Sometimes snark is where I park, but I’m less and less enamored with those who consistently bludgeon others with harsh verbal assessments, in the name of whatever. I prefer civil discourse, manners, tact, and even wit. Part of this is personal preference, part is professional training. And in a time when so much communication takes place on the internet, without the complexities and subtext of nonverbal and visual cues, I believe it behooves us to weigh our words and how we wield them.

I have a book of Hawaiian proverbs, called ‘Ōlelo No‘eau, collected by the great scholar Mary Kawena Pukui. Here is one that has always stayed with me:

I ka ‘ōlelo no ke ola, i ka ‘ōlelo nō ka make.

Pukui’s translation: Life is in speech, death is in speech.

Ahapunanaleo.org translation: In the language is life. In the language is death.

The meaning of both translations is clear: “Words can heal; words can destroy.”

My copy of ‘Ōlelo No‘eau was given to me by my ho’oponopono kumu (teacher), Ramsay Taum of O’ahu. Ho’oponopono is a traditional conflict resolving and forgiveness ritual (please avoid the appropriated and commodified version sold by white people). Kumu Taum gave the book to me as a gift for helping to pull together a workshop for him in Berkeley, CA, many long years ago. He inscribed it with words that are also good to review:

E ho’oulu i ke no’ono’o ke kino a me ka uhane.

Protect, preserve and care for life.

Right now, as I write, I am seated in front of my living room window. Mt. Konocti has been obscured by mist but blue sky patches are beginning to appear and parts of the mountain are being revealed. The mist also loves to move close to the surface of the lake, so I can see it gliding (north west?) above it just a block away, beyond the nearby trees I see clearly. I know that the pelican flocks, egrets and other water birds are feeling that same mist glide over their feathers as they sit in the water.

And at the moment, I am one mixed up human being, trying to make sense of people and where I am. I am hoping for a little mist removal of my own. I feel it glide over my eyes as I strain for vision.
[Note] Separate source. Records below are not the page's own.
/// Smoke tests to verify the binary runs without panicking
use std::fs;
use std::process::Command;

fn collab_map() -> Command {
    Command::new(env!("CARGO_BIN_EXE_collab-map"))
}

#[test]
fn binary_shows_help() {
    let output = collab_map()
        .arg("--help")
        .output()
        .expect("Failed to execute collab-map");

    assert!(
        output.status.success(),
        "Binary failed to run --help: {}",
        String::from_utf8_lossy(&output.stderr)
    );

    let stdout = String::from_utf8_lossy(&output.stdout);
    assert!(
        stdout.contains("collab-map"),
        "Help output should mention collab-map"
    );
    assert!(stdout.contains("--resolution"));
}

#[test]
fn binary_shows_version() {
    let output = collab_map()
        .arg("--version")
        .output()
        .expect("Failed to execute collab-map");

    assert!(
        output.status.success(),
        "Binary failed to run --version: {}",
        String::from_utf8_lossy(&output.stderr)
    );
}

#[test]
fn missing_input_fails_gracefully() {
    let dir = tempfile::tempdir().unwrap();
    let output = collab_map()
        .current_dir(dir.path())
        .args(["--offline", "does-not-exist.csv"])
        .output()
        .expect("Failed to execute collab-map");

    assert!(!output.status.success(), "Missing input should return error status");

    let stderr = String::from_utf8_lossy(&output.stderr);
    assert!(stderr.contains("Error:"));
    assert!(
        !stderr.contains("panicked at"),
        "Missing input should not cause panic"
    );
}

#[test]
fn offline_run_writes_geojson() {
    let dir = tempfile::tempdir().unwrap();
    fs::write(
        dir.path().join("collab.csv"),
        "Institution,Country/Region,Co-authored publications,Latitude,Longitude\n\
         Victoria University of Wellington,New Zealand,7,-41.2901,174.7682\n\
         University of Toronto,Canada,3,43.6629,-79.3957\n\
         Unlocated Institute,France,1,,\n",
    )
    .unwrap();

    let output = collab_map()
        .current_dir(dir.path())
        .env_remove("RUST_LOG")
        .args(["--offline", "--format", "geojson", "-o", "out.geojson", "collab.csv"])
        .output()
        .expect("Failed to execute collab-map");

    assert!(
        output.status.success(),
        "Offline run failed: {}",
        String::from_utf8_lossy(&output.stderr)
    );

    let doc: serde_json::Value =
        serde_json::from_str(&fs::read_to_string(dir.path().join("out.geojson")).unwrap())
            .unwrap();
    // home + 2 * (edge + marker); the unlocated row is skipped
    assert_eq!(doc["features"].as_array().unwrap().len(), 5);

    // Each skipped row is reported once, through the log
    let stderr = String::from_utf8_lossy(&output.stderr);
    assert_eq!(stderr.matches("Unlocated Institute").count(), 1, "{}", stderr);
    assert!(stderr.contains("Located 2 institutions, skipped 1"));
}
In Hawai’i, which has a people and a culture colonized and brutalized by folks like me, I did not find the life I was hoping for, a happy ending with a great love, a life which was filled with people who lived with such proverbs and thoughts in their heart. Yes, a few people do live that way, but overall I was mostly conscious of my own intrusion, my own lack of suitability there. I was mostly lonely, always homesick, and often in truly deep despair. I could not feel cared for, though I tried to care for others. And spiritually, the message (which I had to accept with good grace and a sense of the inevitable) was “go back to your ancestors.”

(And the “great love?” It was pau. Unknown to me, it had run most of its course before I even arrived on Hawai’i island.)

Pele_by_David_Howard_Hitchcock,_c._1929
Pele, by David Howard Hitchcock, c. 1929. Public domain.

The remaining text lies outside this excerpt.